Eligible patients will be randomly assigned into one of two treatment groups using a randomization table generated by a computer. The test group (10 sinuses) will receive Osteocel Plus and control group (10 sinuses) will receive conventional cortical-cancellous particulate allograft material. The objective of this research is to serve as a pilot study, gathering information that will guide the design of a larger subsequent study. Little is known about the distribution of bone quality changes in patients who receive Osteocel Plus graft to augment the maxillary sinus. Ten subjects per group is reasonable for a pilot study, providing an 89% probability of estimating the true mean for bone quality and implant stability to within half a standard deviation in each group. These means, along with the observed standard deviations and within-subject correlations that the investigators obtain will prove essential for designing the larger, confirmatory study that constitute the next phase of this research.

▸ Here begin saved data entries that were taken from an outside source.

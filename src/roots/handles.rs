//! `GcRef<T>`: the registered managed reference.

use crate::alloc::GcPtr;
use crate::context;
use crate::roots::RefId;
use crate::trace::Managed;
use std::marker::PhantomData;

/// A typed, registered reference slot.
///
/// A `GcRef` is either a *root* (no owning object; its target is a
/// starting point for tracing) or a *member* (owned by a managed object;
/// its target is discovered when the owner is scanned). The slot state
/// lives in the collector context, so the handle itself can be moved
/// freely: moving keeps the registration, cloning creates a fresh slot
/// with the same owner and target.
///
/// Reads behave like a raw pointer: [`get`](GcRef::get), `Deref`,
/// [`is_null`](GcRef::is_null). Writes go through [`set`](GcRef::set),
/// which maintains root-set membership and fires the write barrier on
/// member stores. After a collection cycle, a `GcRef` whose target was
/// reclaimed reads as null.
///
/// # Example
///
/// ```ignore
/// let node = loam_gc::alloc_with(|this| Node {
///     next: GcRef::member(this, None),
/// });
/// let root = GcRef::new(Some(node)); // keeps `node` alive
/// node.next.set(Some(other));        // barrier-protected member store
/// ```
pub struct GcRef<T: Managed> {
    id: RefId,
    _marker: PhantomData<*const T>,
}

impl<T: Managed> GcRef<T> {
    /// Construct a root reference.
    ///
    /// A root with a non-null target is registered in the root set; a
    /// null root is not (the root set never holds null entries).
    pub fn new(target: Option<GcPtr<T>>) -> Self {
        let id = context::with_heap(|h| h.insert_root_slot(target.map(|p| p.addr())));
        Self {
            id,
            _marker: PhantomData,
        }
    }

    /// Construct a null root reference.
    pub fn null() -> Self {
        Self::new(None)
    }

    /// Construct a member reference owned by `owner`.
    ///
    /// The slot is appended to the owner's member list; a non-null
    /// target fires the write barrier.
    pub fn member<O: Managed>(owner: GcPtr<O>, target: Option<GcPtr<T>>) -> Self {
        let id =
            context::with_heap(|h| h.attach_member(owner.addr(), target.map(|p| p.addr())));
        Self {
            id,
            _marker: PhantomData,
        }
    }

    /// Current target, if any.
    pub fn get(&self) -> Option<GcPtr<T>> {
        context::with_heap(|h| h.ref_target(self.id))
            .map(|addr| unsafe { GcPtr::from_raw(addr as *mut T) })
    }

    /// Rebind the reference.
    ///
    /// Member slots fire the write barrier on every store, null stores
    /// included (a null child is a barrier no-op, but the call site stays
    /// uniform). Root slots leave the root set when nulled and re-enter
    /// it when rebound to a non-null target.
    pub fn set(&self, target: Option<GcPtr<T>>) {
        context::with_heap(|h| h.set_ref_target(self.id, target.map(|p| p.addr())));
    }

    /// Null the reference. Equivalent to `set(None)`.
    pub fn clear(&self) {
        self.set(None);
    }

    /// Check whether the reference is currently null.
    pub fn is_null(&self) -> bool {
        self.get().is_none()
    }
}

impl<T: Managed> Clone for GcRef<T> {
    /// Duplicate the reference as a fresh slot.
    ///
    /// A member clone is appended to the same owner's list and fires the
    /// write barrier; a root clone is registered iff the target is
    /// non-null. Root-set membership is never copied verbatim.
    fn clone(&self) -> Self {
        let id = context::with_heap(|h| h.clone_slot(self.id));
        Self {
            id,
            _marker: PhantomData,
        }
    }
}

impl<T: Managed> Drop for GcRef<T> {
    fn drop(&mut self) {
        // Tolerates slots already forgotten by a sweep or context reset,
        // and the context itself being torn down at thread exit.
        let id = self.id;
        context::try_with_heap(|h| h.release_slot(id));
    }
}

impl<T: Managed> std::ops::Deref for GcRef<T> {
    type Target = T;

    /// Dereference the target object.
    ///
    /// # Panics
    ///
    /// Panics if the reference is null. Null dereference is a programmer
    /// error and is never silently recovered.
    fn deref(&self) -> &Self::Target {
        let addr = context::with_heap(|h| h.ref_target(self.id))
            .expect("dereferenced a null managed reference");
        unsafe { &*(addr as *const T) }
    }
}

impl<T: Managed> std::ops::DerefMut for GcRef<T> {
    fn deref_mut(&mut self) -> &mut Self::Target {
        let addr = context::with_heap(|h| h.ref_target(self.id))
            .expect("dereferenced a null managed reference");
        unsafe { &mut *(addr as *mut T) }
    }
}

impl<T: Managed> std::fmt::Debug for GcRef<T> {
    fn fmt(&self, f: &mut std::fmt::Formatter<'_>) -> std::fmt::Result {
        match self.get() {
            Some(ptr) => write!(f, "GcRef({:p})", ptr.as_ptr()),
            None => write!(f, "GcRef(null)"),
        }
    }
}

impl<T: Managed> Default for GcRef<T> {
    fn default() -> Self {
        Self::null()
    }
}

#[cfg(test)]
mod tests {
    use super::*;
    use crate::config::GcConfig;
    use crate::trace::Tracer;

    struct Leaf {
        value: i32,
    }

    impl Managed for Leaf {
        fn trace(&self, _tracer: &mut dyn Tracer) {}
    }

    fn root_count() -> usize {
        context::with_heap(|h| h.refs.root_count())
    }

    #[test]
    fn test_null_root_never_touches_root_set() {
        crate::init(GcConfig::default());
        {
            let r = GcRef::<Leaf>::null();
            assert!(r.is_null());
            assert_eq!(root_count(), 0);
        }
        assert_eq!(root_count(), 0);
        crate::reset();
    }

    #[test]
    fn test_root_registration_tracks_target() {
        crate::init(GcConfig::default());
        let leaf = crate::alloc(Leaf { value: 1 });

        let r = GcRef::new(Some(leaf));
        assert_eq!(root_count(), 1);

        r.set(None);
        assert_eq!(root_count(), 0);

        r.set(Some(leaf));
        assert_eq!(root_count(), 1);

        drop(r);
        assert_eq!(root_count(), 0);
        crate::reset();
    }

    #[test]
    fn test_repeated_assignment_is_idempotent() {
        crate::init(GcConfig::default());
        let leaf = crate::alloc(Leaf { value: 1 });

        let r = GcRef::new(Some(leaf));
        for _ in 0..10 {
            r.set(Some(leaf));
        }
        assert_eq!(root_count(), 1);

        drop(r);
        crate::reset();
    }

    #[test]
    fn test_clone_registers_fresh_root() {
        crate::init(GcConfig::default());
        let leaf = crate::alloc(Leaf { value: 1 });

        let r = GcRef::new(Some(leaf));
        let c = r.clone();
        assert_eq!(root_count(), 2);
        assert!(c.get().unwrap().ptr_eq(&leaf));

        drop(r);
        assert_eq!(root_count(), 1);
        drop(c);
        assert_eq!(root_count(), 0);
        crate::reset();
    }

    #[test]
    fn test_clone_of_null_root_stays_unregistered() {
        crate::init(GcConfig::default());

        let r = GcRef::<Leaf>::null();
        let c = r.clone();
        assert_eq!(root_count(), 0);
        assert!(c.is_null());

        crate::reset();
    }

    #[test]
    fn test_member_clone_joins_owner_list() {
        crate::init(GcConfig::default());
        let owner = crate::alloc(Leaf { value: 0 });
        let target = crate::alloc(Leaf { value: 1 });

        let member = GcRef::member(owner, Some(target));
        let copy = member.clone();
        let members = context::with_heap(|h| h.refs.member_count(owner.addr()));
        assert_eq!(members, 2);
        assert!(copy.get().unwrap().ptr_eq(&target));

        drop(member);
        drop(copy);
        crate::reset();
    }

    #[test]
    fn test_deref_reads_target() {
        crate::init(GcConfig::default());
        let leaf = crate::alloc(Leaf { value: 42 });

        let r = GcRef::new(Some(leaf));
        assert_eq!(r.value, 42);

        drop(r);
        crate::reset();
    }

    #[test]
    #[should_panic(expected = "null managed reference")]
    fn test_null_deref_panics() {
        crate::init(GcConfig::default());
        let r = GcRef::<Leaf>::null();
        let _ = r.value;
    }
}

A clinical radiographic/surgical guide will be fabricated for each patient to be used for CBCT scan prior to sinus augmentation procedure. The same clinical radiographic/surgical guide will be used for CBCT scan prior to the implant placement to measure the amount of bone regeneration following four months of healing at the exact sites. One line will measure the horizontal width and the other line will measure the vertical height. The horizontal width will be measured at a vertical height of 10 mm from the sinus floor in the sinus cavity based on the conventional average length of dental implant used in implant dentistry. The difference in the measurements for all surgical sites after the grafting procedure and before the implant placement will provide a clinical assessment of the amount of bone regeneration.

Forty trephined core samples will be retrieved surgically from two areas of the grafted lateral window at the time of implant placement. One core sample will be retrieved from the anterior area, approximately 4 mm distal to the anterior tack which was used to fix the resorbable membrane, and the other one will be retrieved from the posterior area, approximately 4 mm mesial of the posterior tack which was used to fix the resorbable membrane. Histomorphometric analysis will be performed on three fields for each section using specialized software. Volume of vital bone, graft remnants, and connective tissue will be measured based on the averages of the percentages at a magnification of 63X. Data will be statistically analyzed using Statistical Package for the Social Sciences (SPSS 13.0 for Windows software) program to compare between test and control groups.